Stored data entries
..........

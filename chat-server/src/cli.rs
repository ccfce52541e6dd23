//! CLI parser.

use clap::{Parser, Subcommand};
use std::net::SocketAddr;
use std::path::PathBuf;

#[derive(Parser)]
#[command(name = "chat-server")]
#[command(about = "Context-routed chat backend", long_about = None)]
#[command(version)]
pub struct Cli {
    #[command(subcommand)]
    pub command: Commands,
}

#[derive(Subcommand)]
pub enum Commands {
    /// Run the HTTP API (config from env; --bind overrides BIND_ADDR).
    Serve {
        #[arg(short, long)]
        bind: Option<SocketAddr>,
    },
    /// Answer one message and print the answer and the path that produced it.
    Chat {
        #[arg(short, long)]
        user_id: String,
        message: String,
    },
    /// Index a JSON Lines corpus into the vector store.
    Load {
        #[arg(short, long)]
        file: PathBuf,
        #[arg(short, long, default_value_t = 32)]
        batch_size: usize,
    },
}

..........

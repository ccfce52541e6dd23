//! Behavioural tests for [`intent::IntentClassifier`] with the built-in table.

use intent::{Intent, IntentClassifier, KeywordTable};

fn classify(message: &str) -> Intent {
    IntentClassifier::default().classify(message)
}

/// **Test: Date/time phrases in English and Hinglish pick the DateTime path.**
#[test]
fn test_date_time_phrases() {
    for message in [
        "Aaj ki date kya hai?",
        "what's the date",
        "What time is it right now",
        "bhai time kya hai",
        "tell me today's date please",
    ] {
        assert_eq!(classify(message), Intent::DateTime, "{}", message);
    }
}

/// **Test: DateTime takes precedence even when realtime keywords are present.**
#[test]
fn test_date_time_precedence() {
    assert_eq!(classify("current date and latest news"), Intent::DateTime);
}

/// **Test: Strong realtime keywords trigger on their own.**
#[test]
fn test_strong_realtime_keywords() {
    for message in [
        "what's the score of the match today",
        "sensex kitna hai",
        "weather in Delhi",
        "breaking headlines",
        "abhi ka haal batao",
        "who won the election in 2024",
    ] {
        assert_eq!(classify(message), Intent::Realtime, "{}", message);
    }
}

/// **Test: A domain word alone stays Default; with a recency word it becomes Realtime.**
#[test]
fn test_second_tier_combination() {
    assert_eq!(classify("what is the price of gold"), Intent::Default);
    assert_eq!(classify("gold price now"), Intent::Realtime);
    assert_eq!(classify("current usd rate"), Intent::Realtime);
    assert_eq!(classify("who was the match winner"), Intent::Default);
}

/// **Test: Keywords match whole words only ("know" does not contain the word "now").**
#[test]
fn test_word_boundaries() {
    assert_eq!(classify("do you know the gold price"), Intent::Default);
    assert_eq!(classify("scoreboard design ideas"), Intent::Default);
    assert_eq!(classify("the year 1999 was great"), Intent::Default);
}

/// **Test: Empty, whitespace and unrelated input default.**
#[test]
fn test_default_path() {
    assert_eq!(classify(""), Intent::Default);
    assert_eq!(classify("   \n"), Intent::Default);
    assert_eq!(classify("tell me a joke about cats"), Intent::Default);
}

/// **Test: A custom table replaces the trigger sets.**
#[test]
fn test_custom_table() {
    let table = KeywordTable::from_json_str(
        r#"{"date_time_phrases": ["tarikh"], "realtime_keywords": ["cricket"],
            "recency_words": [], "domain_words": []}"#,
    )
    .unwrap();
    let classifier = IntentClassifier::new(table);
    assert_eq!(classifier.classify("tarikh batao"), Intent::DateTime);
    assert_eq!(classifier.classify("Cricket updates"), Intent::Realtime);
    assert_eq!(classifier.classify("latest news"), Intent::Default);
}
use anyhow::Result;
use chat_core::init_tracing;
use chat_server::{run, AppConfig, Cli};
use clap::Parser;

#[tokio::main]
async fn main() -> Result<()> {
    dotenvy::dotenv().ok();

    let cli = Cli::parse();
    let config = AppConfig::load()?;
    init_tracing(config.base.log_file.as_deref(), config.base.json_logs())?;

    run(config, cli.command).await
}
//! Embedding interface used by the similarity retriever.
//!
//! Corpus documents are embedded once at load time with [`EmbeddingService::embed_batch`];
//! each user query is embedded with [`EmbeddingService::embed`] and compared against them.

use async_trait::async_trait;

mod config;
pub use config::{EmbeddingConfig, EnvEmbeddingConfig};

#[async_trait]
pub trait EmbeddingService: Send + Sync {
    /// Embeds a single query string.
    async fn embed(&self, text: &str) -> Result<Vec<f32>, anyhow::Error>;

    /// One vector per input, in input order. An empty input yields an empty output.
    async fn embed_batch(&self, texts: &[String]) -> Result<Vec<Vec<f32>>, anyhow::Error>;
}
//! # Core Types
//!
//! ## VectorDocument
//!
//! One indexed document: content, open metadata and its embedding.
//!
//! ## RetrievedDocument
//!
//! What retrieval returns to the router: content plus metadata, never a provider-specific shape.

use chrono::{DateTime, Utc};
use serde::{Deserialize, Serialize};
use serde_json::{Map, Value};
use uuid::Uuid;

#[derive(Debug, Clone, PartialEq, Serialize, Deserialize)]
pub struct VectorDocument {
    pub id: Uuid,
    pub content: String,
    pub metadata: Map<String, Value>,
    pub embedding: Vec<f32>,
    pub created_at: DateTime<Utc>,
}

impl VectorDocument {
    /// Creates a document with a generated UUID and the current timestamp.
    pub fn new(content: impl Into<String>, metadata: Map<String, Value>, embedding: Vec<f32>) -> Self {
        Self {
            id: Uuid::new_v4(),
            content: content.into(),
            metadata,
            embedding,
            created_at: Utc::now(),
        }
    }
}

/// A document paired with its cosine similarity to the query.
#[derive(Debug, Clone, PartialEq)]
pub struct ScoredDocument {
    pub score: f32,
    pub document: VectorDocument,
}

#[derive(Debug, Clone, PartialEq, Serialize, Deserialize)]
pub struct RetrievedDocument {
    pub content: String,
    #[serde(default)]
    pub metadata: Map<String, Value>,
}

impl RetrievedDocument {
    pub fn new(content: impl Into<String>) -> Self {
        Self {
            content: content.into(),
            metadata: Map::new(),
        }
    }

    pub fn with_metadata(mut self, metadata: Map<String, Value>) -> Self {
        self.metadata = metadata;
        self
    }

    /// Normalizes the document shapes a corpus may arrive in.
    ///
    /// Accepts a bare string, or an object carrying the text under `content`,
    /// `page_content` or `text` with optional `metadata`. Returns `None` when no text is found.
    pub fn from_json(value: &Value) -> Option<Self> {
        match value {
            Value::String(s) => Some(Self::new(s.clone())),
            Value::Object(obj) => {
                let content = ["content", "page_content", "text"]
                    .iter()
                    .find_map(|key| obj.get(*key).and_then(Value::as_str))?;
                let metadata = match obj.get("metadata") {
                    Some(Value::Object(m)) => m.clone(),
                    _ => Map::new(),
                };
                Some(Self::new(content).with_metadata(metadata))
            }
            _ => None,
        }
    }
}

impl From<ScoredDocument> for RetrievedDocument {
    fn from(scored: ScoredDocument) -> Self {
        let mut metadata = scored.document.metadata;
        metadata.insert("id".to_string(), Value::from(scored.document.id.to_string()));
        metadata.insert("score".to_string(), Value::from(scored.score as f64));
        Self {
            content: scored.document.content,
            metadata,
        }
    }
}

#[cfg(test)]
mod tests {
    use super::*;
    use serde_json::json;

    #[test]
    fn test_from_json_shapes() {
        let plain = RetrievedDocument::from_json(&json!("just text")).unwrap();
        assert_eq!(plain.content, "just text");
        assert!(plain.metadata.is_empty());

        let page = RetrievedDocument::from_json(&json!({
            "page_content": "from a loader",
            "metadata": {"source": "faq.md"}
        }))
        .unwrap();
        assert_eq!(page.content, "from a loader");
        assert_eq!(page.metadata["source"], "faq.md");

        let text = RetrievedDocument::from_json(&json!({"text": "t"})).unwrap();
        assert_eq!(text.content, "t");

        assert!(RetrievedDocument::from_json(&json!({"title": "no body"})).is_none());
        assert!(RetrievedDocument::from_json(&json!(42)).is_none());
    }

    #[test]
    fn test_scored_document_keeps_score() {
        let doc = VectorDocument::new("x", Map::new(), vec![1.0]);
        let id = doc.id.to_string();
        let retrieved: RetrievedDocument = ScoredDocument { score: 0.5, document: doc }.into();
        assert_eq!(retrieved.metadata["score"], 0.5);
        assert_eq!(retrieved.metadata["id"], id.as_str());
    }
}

..........

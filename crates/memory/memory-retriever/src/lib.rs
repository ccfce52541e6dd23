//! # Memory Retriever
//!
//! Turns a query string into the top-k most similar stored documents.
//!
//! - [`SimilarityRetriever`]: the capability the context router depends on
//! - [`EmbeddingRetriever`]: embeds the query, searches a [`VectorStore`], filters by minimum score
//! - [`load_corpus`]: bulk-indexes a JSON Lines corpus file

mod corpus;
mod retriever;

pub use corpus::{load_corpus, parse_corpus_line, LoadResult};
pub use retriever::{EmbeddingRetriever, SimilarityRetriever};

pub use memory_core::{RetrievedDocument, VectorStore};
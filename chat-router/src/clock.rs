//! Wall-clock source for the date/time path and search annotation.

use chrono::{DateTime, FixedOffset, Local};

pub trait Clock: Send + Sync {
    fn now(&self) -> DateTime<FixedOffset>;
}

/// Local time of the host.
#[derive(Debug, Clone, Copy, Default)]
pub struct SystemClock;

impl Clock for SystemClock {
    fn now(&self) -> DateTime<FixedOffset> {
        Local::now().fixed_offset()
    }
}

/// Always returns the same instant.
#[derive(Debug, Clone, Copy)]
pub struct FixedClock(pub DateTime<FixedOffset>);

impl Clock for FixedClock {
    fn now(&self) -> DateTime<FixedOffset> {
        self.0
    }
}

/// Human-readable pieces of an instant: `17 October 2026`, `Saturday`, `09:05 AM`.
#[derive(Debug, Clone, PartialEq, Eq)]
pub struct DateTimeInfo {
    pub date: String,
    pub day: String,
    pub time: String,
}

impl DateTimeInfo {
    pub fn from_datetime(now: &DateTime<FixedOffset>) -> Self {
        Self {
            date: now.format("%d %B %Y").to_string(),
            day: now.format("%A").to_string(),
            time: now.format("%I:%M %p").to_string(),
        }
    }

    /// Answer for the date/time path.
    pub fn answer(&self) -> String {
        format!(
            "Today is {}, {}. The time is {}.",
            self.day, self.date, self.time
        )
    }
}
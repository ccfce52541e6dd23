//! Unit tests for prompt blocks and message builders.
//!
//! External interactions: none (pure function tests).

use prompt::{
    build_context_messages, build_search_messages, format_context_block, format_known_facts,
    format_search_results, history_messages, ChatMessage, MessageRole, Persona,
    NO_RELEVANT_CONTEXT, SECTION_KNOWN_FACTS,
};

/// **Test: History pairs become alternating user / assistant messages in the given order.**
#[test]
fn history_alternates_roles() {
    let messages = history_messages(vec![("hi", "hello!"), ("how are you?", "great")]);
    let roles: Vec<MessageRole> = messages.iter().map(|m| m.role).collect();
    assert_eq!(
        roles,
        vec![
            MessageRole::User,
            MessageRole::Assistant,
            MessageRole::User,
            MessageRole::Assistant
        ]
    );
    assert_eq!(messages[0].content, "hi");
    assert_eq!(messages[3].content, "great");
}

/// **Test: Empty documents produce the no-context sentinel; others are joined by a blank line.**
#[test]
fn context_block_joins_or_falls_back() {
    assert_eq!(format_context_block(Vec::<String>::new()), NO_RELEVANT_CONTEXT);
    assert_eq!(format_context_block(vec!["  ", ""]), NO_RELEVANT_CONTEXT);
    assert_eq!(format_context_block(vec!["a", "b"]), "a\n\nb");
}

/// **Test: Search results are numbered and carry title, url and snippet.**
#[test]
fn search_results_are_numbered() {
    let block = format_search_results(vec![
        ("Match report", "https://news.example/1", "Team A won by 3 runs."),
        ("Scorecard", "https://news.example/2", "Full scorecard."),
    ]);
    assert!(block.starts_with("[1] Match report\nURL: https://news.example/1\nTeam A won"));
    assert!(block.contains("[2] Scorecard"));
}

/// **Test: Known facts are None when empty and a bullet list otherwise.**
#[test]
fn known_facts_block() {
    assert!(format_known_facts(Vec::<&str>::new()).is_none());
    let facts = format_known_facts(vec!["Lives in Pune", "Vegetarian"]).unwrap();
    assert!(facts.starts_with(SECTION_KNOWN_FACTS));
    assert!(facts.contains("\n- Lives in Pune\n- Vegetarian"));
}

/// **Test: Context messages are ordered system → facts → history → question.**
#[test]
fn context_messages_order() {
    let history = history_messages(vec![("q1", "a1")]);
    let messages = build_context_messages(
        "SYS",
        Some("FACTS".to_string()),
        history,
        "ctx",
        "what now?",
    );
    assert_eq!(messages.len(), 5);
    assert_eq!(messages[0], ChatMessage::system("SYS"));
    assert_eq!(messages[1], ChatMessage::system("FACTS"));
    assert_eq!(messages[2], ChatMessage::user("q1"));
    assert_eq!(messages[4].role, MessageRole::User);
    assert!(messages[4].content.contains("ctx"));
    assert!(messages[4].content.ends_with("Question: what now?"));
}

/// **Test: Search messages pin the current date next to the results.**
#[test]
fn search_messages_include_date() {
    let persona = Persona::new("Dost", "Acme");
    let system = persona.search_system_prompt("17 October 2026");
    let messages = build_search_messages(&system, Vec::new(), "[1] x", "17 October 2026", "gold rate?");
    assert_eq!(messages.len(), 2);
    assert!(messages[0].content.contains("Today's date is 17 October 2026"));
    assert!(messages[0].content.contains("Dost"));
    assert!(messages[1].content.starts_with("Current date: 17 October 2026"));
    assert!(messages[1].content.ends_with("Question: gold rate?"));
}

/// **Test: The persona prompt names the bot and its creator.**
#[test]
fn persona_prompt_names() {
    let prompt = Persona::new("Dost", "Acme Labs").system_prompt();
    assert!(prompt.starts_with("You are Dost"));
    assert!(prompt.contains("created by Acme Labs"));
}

..........

▶ What is required
Taking the records above, retype every line from the one with "the similarity retriever." down to the one with "async fn embed_batch(&self, texts: &[String])", exactly and with nothing else.

▶ Exercise result
//! Embedding interface used by the similarity retriever.
//!
//! Corpus documents are embedded once at load time with [`EmbeddingService::embed_batch`];
//! each user query is embedded with [`EmbeddingService::embed`] and compared against them.

use async_trait::async_trait;

mod config;
pub use config::{EmbeddingConfig, EnvEmbeddingConfig};

#[async_trait]
pub trait EmbeddingService: Send + Sync {
    /// Embeds a single query string.
    async fn embed(&self, text: &str) -> Result<Vec<f32>, anyhow::Error>;

    /// One vector per input, in input order. An empty input yields an empty output.
    async fn embed_batch(&self, texts: &[String]) -> Result<Vec<Vec<f32>>, anyhow::Error>;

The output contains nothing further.